The board voted 3-2 in favor of the hybrid model of education, with committee members Lisa Augusta, Chris Coyle, and Danielle Grafton voting yes. Committee members Wendy Happel and Jackie Abrams were the no votes.
“If we can get safely back into our schools for some face-to-face relationship building and instruction, even if it’s just for a few days a week for a few weeks or months, and even if only have student desks in the room, I believe we will deliver a better learning experience for our students,” said Grafton, who teaches in another school district.
The board also voted to delay the start of the school year until September 16, in order to give school administrators and educators more time to plan and train.

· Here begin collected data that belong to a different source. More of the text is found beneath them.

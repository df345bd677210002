// Library exports for indicador

pub mod aggregate;
pub mod config;
pub mod data;
pub mod error;
pub mod loader;
pub mod palette;
pub mod pipeline;
pub mod render;
pub mod schema;
pub mod view;
pub mod views;

pub use config::DashboardConfig;
pub use data::Dataset;
pub use error::{LoadError, ViewError};
pub use pipeline::{build_dashboard, run, Dashboard};
pub use view::AnalyticalView;

use serde::{Deserialize, Serialize};

#[derive(Debug, Clone, Copy, PartialEq, Eq, Deserialize, Serialize, Default)]
pub enum OutputFormat {
    #[serde(rename = "png")]
    #[default]
    Png,
    #[serde(rename = "svg")]
    Svg,
}

impl OutputFormat {
    pub fn extension(&self) -> &'static str {
        match self {
            OutputFormat::Png => "png",
            OutputFormat::Svg => "svg",
        }
    }
}

#[derive(Debug, Clone, Deserialize, Serialize)]
pub struct RenderOptions {
    #[serde(default = "default_width")]
    pub width: u32,
    #[serde(default = "default_height")]
    pub height: u32,
    #[serde(default, rename = "type")]
    pub format: OutputFormat,
}

fn default_width() -> u32 { 800 }
fn default_height() -> u32 { 600 }

impl Default for RenderOptions {
    fn default() -> Self {
        Self {
            width: 800,
            height: 600,
            format: OutputFormat::Png,
        }
    }
}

Each public school district in Massachusetts is required to decide between three models when schools reopen in September: in-person learning, remote learning, and a hybrid plan in which classes are split up and groups alternating between in-person and remote learning.
Under Abington’s plan, one group will attend school Monday and Tuesday and learn remotely on Wednesday, Thursday, and Friday. The other group will learn remotely Monday, Tuesday, and Wednesday, and go to school on Thursday and Friday. On Wednesdays, teachers will be able to hold joint classes, prepare lesson plans, and hold office hours.
Augusta said there were pros and cons for each model and that none were ideal.
“I just feel a hybrid model would probably be the best for a gradual progression back to in-person earning and I know that’s where we all wnt to be,” she said.
Abrams took a different position, saying she felt it would be more practical to start with remote learning so students would have that as a comfortable foundation — especially if the pandemic worsens and schools are forced to close again.
“It will be a really big deal to start hybrid and then with our youngest population say, ‘Never mind, you know that teacher you used to see twice a week? She’s not there any more but good luck at home and hope you get started [with remote learning,'” she said.
Grafton hoped parents would be “patient and supportive” as the school year starts and educators learned their new role.
“Teaching is an unbeliveably beautiful, complicated, emotional dance under the best circumstances,” she said. “Mastering the steps and delivering a perfect performance takes time. It involves trial, reflection, and modification. We have never learned this new dance and you’ll be asking us to do it in 10 days.
“Please know that teachers love your children and will do the very best they can no what happen happens with this vote.”
School committee members said they have been flooded with emails and messages from parents and teachers urging them to vote one way or another. A number of members said they have lost sleep while weighing the decision.
Happel said some of the emails were “just horrible and mean.”
“I’m not trying to hurt your children, I’m just tryiong to do what I was asked to do by the state,” she said. “Some of you who may hold grudges against us because we voted a certain way, it’s hurtful.”
Superintendent Peter Schafer said negotiations are ongoing with the Abington Education Association over implementing changes needed to start school in the COVID-19 era.